§ **TASK BRIEF**
Comb through the entries for "String" and pull out each line that holds it.

§ **Stored items**
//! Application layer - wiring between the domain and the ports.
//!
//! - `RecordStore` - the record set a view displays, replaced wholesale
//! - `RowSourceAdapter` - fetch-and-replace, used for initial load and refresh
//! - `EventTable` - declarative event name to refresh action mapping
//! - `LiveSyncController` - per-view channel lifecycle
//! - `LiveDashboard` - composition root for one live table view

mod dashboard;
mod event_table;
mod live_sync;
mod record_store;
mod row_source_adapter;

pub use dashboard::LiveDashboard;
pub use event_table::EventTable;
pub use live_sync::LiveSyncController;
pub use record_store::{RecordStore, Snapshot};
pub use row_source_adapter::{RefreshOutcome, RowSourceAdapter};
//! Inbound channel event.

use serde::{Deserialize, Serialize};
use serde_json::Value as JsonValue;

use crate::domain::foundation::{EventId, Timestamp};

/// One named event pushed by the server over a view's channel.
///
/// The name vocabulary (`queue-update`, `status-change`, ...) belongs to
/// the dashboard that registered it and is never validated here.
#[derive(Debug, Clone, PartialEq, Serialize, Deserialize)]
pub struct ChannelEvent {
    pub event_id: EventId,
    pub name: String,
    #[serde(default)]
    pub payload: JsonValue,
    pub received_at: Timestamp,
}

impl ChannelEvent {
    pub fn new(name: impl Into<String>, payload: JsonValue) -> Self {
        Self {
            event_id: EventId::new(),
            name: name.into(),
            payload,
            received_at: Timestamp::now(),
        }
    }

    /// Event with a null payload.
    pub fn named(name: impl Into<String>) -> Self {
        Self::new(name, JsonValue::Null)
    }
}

--

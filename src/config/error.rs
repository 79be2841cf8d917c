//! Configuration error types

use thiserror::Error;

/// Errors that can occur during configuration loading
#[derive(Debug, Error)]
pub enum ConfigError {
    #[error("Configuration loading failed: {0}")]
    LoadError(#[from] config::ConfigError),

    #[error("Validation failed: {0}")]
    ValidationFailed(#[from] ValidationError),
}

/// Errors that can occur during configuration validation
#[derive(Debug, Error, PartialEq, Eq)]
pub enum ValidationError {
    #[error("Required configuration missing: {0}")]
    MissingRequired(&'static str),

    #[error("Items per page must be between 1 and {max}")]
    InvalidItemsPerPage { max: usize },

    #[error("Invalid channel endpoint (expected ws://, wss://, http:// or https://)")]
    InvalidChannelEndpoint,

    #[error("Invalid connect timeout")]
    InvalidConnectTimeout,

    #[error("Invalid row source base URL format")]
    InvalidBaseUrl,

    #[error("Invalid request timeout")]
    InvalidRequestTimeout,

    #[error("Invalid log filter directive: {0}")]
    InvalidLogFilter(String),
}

§ **EXPECTED ANSWER**
    pub name: String,
    pub fn new(name: impl Into<String>, payload: JsonValue) -> Self {
    pub fn named(name: impl Into<String>) -> Self {
    InvalidLogFilter(String),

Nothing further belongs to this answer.